* [Brief]
Among the lines below, keep only those from the one containing "behind. Writes are" through the one containing "Ok(bytes) => serde_json::from_slice(&bytes).map_err(|e|", and reproduce them exactly.

* [Materials provided]
• • • •
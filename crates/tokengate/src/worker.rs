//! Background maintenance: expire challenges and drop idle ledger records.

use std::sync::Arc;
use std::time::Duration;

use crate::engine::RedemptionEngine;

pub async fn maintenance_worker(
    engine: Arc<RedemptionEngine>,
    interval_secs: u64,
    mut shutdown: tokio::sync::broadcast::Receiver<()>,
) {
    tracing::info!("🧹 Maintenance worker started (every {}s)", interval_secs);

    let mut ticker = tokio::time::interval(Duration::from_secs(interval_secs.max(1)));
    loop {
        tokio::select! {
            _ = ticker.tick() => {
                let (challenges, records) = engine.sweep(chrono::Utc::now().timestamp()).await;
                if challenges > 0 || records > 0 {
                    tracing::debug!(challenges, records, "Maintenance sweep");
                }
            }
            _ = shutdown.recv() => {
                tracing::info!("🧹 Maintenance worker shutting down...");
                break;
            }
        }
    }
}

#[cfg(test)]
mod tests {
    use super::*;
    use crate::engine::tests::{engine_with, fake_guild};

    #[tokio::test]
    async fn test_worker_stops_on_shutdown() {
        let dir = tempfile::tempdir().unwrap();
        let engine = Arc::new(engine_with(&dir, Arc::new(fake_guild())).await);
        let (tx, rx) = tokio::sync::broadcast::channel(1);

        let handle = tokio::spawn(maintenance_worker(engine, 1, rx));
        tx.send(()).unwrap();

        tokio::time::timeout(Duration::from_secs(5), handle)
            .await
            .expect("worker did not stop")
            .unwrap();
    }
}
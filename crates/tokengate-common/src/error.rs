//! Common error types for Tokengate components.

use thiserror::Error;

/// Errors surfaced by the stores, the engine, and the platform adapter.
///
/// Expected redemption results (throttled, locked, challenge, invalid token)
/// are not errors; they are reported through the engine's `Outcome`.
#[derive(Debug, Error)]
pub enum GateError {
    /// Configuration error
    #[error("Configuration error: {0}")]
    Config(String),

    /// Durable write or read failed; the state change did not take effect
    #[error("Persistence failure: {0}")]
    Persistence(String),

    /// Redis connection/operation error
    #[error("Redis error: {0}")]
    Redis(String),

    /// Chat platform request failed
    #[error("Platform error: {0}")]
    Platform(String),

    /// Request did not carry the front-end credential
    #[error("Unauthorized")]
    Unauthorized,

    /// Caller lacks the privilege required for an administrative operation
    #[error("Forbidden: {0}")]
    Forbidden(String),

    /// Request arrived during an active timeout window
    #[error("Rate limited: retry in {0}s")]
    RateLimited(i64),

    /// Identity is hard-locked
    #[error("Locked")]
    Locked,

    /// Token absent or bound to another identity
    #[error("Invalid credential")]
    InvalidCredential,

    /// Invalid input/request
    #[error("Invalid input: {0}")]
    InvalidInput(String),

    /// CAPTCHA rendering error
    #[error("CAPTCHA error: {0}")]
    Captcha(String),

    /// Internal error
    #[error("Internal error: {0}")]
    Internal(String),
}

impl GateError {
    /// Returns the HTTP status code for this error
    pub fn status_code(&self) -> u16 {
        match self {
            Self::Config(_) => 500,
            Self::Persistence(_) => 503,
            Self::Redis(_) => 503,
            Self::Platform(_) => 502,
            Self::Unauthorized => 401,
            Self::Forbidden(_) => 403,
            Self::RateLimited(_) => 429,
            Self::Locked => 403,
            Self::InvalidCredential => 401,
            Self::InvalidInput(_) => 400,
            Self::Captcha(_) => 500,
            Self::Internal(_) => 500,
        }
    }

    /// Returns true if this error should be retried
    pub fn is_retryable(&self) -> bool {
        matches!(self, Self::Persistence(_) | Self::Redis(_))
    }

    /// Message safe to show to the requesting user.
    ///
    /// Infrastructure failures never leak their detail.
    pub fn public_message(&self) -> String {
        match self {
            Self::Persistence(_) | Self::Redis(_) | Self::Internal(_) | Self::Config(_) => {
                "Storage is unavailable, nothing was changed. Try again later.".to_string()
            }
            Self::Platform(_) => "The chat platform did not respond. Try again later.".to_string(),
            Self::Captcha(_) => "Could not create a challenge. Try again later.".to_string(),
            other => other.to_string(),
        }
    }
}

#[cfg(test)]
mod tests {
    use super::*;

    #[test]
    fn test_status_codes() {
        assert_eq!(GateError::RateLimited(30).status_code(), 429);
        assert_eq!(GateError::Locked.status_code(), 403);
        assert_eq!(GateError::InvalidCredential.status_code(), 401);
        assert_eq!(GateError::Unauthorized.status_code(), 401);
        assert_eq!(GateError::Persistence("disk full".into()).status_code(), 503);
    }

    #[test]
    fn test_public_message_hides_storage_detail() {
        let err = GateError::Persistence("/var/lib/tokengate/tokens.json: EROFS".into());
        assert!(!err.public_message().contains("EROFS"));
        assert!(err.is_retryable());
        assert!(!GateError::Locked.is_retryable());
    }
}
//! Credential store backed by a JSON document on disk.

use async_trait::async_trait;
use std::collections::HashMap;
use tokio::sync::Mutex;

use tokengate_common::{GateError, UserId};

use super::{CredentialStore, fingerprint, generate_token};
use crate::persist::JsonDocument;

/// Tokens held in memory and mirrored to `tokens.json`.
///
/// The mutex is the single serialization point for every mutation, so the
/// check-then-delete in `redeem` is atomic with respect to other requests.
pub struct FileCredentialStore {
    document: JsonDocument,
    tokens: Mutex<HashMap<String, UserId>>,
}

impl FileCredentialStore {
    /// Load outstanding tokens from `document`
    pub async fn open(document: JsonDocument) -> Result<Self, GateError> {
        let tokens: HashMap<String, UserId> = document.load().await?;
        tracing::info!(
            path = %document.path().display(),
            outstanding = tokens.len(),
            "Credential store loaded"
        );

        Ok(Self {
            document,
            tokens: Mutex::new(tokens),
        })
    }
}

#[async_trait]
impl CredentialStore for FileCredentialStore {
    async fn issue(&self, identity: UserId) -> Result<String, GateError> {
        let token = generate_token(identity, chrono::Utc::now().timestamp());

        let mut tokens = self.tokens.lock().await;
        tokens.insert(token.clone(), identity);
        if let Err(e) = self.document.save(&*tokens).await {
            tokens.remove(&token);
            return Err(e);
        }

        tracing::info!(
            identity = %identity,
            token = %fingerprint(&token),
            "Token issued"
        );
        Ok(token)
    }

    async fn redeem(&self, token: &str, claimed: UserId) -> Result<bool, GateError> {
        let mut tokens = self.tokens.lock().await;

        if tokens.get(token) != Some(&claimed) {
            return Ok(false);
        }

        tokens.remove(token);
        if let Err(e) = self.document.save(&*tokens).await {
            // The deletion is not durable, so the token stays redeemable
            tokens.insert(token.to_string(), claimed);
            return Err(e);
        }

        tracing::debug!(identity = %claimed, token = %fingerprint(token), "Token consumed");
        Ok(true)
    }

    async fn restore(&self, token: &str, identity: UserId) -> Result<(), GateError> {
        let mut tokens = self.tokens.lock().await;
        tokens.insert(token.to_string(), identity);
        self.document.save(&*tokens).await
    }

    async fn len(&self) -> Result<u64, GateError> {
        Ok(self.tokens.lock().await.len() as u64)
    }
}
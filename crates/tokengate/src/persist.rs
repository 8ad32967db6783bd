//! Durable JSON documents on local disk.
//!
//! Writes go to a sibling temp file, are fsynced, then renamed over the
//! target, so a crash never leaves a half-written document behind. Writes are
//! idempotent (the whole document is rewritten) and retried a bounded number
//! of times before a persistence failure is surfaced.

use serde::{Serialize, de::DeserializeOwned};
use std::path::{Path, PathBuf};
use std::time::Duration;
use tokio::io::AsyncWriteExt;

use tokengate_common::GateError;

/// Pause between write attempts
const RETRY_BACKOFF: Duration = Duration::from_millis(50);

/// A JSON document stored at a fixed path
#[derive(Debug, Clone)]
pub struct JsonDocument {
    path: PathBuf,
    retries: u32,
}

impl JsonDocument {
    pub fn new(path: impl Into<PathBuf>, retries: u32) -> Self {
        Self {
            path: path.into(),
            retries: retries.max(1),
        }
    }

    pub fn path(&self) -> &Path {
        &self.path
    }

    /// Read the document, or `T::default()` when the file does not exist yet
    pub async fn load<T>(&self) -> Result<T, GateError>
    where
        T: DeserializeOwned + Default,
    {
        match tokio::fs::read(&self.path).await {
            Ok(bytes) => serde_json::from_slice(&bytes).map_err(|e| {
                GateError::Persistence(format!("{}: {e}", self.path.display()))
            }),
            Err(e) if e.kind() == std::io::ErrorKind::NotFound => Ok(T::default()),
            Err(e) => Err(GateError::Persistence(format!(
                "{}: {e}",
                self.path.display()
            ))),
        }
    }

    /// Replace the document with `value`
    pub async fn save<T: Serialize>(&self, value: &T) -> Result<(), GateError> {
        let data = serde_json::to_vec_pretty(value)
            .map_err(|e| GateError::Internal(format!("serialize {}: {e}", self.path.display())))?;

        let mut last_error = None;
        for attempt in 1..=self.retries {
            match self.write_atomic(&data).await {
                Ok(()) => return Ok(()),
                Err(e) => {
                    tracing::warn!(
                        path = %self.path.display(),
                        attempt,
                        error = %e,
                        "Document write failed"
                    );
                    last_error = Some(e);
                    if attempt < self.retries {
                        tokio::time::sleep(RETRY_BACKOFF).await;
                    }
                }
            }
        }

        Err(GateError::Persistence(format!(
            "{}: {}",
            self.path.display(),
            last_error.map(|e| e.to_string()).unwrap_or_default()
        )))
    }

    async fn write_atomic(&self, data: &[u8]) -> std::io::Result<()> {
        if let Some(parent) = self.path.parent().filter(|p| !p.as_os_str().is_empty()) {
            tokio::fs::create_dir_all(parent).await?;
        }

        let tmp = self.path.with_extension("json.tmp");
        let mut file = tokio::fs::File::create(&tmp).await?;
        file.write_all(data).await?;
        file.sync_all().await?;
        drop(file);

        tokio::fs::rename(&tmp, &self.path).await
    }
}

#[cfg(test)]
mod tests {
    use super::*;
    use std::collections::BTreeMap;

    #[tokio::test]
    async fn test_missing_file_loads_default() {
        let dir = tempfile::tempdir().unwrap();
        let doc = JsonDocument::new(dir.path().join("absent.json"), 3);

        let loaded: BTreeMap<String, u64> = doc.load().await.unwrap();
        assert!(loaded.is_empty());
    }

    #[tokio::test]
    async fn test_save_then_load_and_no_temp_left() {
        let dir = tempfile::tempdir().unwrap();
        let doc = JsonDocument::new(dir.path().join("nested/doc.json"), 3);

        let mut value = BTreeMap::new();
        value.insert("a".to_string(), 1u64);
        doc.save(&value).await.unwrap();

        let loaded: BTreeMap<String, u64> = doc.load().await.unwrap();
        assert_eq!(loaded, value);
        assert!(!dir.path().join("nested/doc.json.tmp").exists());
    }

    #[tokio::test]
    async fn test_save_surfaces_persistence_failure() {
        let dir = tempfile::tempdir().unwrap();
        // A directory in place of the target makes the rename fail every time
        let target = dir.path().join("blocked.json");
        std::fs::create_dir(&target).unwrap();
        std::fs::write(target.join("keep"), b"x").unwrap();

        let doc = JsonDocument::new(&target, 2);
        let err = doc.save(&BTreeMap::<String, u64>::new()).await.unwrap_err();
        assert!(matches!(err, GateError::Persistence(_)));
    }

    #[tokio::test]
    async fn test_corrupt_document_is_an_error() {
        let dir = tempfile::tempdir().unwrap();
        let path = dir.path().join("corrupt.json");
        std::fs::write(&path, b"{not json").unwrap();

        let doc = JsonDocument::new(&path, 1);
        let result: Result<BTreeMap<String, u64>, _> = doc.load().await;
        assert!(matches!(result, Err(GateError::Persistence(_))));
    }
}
• • • •
* [Task response]
//! target, so a crash never leaves a half-written document behind. Writes are
//! idempotent (the whole document is rewritten) and retried a bounded number
//! of times before a persistence failure is surfaced.

use serde::{Serialize, de::DeserializeOwned};
use std::path::{Path, PathBuf};
use std::time::Duration;
use tokio::io::AsyncWriteExt;

use tokengate_common::GateError;

/// Pause between write attempts
const RETRY_BACKOFF: Duration = Duration::from_millis(50);

/// A JSON document stored at a fixed path
#[derive(Debug, Clone)]
pub struct JsonDocument {
    path: PathBuf,
    retries: u32,
}

impl JsonDocument {
    pub fn new(path: impl Into<PathBuf>, retries: u32) -> Self {
        Self {
            path: path.into(),
            retries: retries.max(1),
        }
    }

    pub fn path(&self) -> &Path {
        &self.path
    }

    /// Read the document, or `T::default()` when the file does not exist yet
    pub async fn load<T>(&self) -> Result<T, GateError>
    where
        T: DeserializeOwned + Default,
    {
        match tokio::fs::read(&self.path).await {
            Ok(bytes) => serde_json::from_slice(&bytes).map_err(|e| {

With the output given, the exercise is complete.